> _Stored data entries_

_ _ _ _ _

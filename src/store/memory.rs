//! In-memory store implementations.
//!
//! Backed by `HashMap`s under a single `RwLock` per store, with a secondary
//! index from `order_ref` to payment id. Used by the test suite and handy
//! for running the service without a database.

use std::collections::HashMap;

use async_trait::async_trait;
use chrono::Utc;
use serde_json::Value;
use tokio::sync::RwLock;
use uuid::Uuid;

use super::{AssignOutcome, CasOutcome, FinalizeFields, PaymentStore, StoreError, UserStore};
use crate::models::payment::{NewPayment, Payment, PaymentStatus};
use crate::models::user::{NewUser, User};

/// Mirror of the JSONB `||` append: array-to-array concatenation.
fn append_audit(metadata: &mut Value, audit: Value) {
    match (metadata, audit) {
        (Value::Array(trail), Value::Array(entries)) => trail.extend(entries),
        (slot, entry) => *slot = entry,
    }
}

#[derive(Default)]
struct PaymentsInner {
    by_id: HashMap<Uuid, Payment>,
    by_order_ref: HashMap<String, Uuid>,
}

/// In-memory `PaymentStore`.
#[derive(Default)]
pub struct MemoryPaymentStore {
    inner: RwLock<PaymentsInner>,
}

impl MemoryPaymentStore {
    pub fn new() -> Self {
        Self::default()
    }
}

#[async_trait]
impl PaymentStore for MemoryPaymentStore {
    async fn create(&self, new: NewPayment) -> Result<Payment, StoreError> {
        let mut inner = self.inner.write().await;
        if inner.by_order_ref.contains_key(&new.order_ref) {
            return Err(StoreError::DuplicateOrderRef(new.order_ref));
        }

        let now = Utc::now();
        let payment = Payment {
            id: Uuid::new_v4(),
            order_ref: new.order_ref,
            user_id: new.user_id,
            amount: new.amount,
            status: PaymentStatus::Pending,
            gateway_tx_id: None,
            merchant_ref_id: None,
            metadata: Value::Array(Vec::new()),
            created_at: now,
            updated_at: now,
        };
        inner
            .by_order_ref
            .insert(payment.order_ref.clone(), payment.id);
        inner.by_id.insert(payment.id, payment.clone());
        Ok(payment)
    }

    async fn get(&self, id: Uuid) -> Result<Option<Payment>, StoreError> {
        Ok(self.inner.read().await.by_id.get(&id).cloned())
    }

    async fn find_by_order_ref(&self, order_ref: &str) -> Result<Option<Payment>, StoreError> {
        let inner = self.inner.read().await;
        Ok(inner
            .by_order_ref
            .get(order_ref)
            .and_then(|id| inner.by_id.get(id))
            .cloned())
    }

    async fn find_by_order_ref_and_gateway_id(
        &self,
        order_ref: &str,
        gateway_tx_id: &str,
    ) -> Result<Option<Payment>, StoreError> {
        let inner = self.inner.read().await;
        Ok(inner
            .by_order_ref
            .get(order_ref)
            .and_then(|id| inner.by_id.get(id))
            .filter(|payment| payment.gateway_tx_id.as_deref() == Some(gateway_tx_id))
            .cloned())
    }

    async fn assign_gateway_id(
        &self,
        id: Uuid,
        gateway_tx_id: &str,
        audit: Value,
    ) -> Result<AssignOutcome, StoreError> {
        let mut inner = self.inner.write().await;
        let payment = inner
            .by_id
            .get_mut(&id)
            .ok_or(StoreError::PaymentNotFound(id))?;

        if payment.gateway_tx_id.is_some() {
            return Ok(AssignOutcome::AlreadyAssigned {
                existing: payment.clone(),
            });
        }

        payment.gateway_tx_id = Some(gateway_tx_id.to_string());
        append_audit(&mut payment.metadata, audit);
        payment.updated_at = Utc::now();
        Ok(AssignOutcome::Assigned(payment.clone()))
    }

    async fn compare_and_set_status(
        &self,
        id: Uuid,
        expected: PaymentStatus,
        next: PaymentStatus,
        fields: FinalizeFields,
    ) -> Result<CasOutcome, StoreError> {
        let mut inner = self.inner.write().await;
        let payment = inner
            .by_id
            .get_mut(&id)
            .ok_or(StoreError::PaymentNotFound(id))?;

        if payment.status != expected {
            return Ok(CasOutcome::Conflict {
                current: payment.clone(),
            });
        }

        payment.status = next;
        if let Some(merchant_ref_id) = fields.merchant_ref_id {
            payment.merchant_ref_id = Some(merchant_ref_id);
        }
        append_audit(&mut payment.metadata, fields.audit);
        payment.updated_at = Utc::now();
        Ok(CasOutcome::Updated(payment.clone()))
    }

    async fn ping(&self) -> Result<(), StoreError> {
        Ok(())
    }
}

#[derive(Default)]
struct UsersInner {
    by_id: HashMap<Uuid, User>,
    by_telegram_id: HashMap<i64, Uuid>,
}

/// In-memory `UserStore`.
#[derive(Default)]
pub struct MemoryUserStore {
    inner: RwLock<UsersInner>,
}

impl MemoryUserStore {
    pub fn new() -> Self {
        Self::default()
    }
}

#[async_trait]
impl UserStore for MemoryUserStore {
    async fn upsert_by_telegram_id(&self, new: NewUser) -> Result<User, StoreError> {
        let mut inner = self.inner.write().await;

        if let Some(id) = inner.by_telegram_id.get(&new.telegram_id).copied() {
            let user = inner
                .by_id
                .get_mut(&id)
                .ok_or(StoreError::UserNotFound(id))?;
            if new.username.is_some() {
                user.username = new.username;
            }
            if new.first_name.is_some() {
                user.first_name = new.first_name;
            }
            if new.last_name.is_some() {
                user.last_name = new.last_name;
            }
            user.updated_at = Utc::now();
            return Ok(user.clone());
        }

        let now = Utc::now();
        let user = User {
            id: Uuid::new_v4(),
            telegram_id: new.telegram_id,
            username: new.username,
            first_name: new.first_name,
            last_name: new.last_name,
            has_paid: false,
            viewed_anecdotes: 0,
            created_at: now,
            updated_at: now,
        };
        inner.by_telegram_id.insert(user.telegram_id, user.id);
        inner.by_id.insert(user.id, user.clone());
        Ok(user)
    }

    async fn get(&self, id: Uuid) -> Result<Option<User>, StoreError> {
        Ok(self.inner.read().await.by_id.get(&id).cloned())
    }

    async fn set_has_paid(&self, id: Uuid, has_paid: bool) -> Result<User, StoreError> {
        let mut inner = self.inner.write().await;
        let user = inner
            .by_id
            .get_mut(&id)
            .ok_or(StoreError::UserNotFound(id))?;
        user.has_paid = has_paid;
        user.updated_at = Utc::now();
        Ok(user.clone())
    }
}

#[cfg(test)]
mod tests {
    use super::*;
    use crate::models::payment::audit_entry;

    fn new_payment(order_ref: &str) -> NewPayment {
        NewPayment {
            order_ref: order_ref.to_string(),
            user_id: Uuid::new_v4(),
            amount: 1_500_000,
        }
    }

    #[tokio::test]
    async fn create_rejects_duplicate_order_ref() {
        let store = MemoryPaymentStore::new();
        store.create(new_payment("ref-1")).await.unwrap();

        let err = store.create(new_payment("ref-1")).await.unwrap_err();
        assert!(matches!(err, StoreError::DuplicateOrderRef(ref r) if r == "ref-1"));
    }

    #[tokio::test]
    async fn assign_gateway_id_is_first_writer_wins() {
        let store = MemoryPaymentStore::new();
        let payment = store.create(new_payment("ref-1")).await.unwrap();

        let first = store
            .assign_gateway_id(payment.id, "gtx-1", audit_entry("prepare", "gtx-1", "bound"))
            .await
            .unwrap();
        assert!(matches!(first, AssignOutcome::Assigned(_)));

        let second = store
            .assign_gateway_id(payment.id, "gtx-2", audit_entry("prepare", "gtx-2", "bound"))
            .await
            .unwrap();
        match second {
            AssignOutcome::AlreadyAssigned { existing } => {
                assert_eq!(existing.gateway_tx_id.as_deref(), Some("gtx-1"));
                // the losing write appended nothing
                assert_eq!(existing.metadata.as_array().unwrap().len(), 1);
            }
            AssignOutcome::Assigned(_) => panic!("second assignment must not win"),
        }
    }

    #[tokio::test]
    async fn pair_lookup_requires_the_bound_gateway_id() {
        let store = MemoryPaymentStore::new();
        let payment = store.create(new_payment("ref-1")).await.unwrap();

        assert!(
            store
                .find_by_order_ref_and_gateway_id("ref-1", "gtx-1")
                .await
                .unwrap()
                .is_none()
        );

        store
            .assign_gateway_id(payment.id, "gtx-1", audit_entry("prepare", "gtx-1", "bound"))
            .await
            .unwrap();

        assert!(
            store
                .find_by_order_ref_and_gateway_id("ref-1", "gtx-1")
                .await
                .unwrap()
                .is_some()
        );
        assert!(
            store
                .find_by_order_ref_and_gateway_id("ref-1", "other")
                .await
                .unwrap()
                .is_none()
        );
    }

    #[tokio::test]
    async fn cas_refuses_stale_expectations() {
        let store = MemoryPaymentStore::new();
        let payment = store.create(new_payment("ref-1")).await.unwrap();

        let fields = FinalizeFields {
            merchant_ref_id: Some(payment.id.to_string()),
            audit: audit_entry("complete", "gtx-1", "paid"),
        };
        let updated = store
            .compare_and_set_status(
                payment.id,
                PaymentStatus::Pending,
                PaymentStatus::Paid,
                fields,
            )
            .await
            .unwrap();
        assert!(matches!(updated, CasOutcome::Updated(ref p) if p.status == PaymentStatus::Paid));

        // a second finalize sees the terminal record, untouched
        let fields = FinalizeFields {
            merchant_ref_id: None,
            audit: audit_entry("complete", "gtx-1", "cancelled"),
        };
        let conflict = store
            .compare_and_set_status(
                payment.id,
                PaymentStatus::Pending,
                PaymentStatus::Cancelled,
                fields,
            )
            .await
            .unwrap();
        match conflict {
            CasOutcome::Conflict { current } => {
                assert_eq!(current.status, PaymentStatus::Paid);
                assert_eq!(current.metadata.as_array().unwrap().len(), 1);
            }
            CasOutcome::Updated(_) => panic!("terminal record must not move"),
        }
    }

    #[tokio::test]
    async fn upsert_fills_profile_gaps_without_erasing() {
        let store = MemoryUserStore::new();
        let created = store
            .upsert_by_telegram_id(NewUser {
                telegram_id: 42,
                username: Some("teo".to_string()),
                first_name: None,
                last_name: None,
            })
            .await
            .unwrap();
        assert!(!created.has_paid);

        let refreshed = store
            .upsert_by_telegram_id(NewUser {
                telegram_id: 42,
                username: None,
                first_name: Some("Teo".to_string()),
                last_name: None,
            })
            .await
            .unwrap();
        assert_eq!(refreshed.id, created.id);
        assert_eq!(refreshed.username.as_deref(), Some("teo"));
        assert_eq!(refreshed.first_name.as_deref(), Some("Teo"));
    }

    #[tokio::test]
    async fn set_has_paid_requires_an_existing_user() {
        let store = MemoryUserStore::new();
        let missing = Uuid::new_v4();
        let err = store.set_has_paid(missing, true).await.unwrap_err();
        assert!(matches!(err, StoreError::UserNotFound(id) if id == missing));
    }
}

_ _ _ _ _

> _WHAT YOU NEED TO DO_
The expected answer is every line in the data above that carries the string "AssignOutcome".

> _COMPLETED TASK_
use super::{AssignOutcome, CasOutcome, FinalizeFields, PaymentStore, StoreError, UserStore};
    ) -> Result<AssignOutcome, StoreError> {
            return Ok(AssignOutcome::AlreadyAssigned {
        Ok(AssignOutcome::Assigned(payment.clone()))
        assert!(matches!(first, AssignOutcome::Assigned(_)));
            AssignOutcome::AlreadyAssigned { existing } => {
            AssignOutcome::Assigned(_) => panic!("second assignment must not win"),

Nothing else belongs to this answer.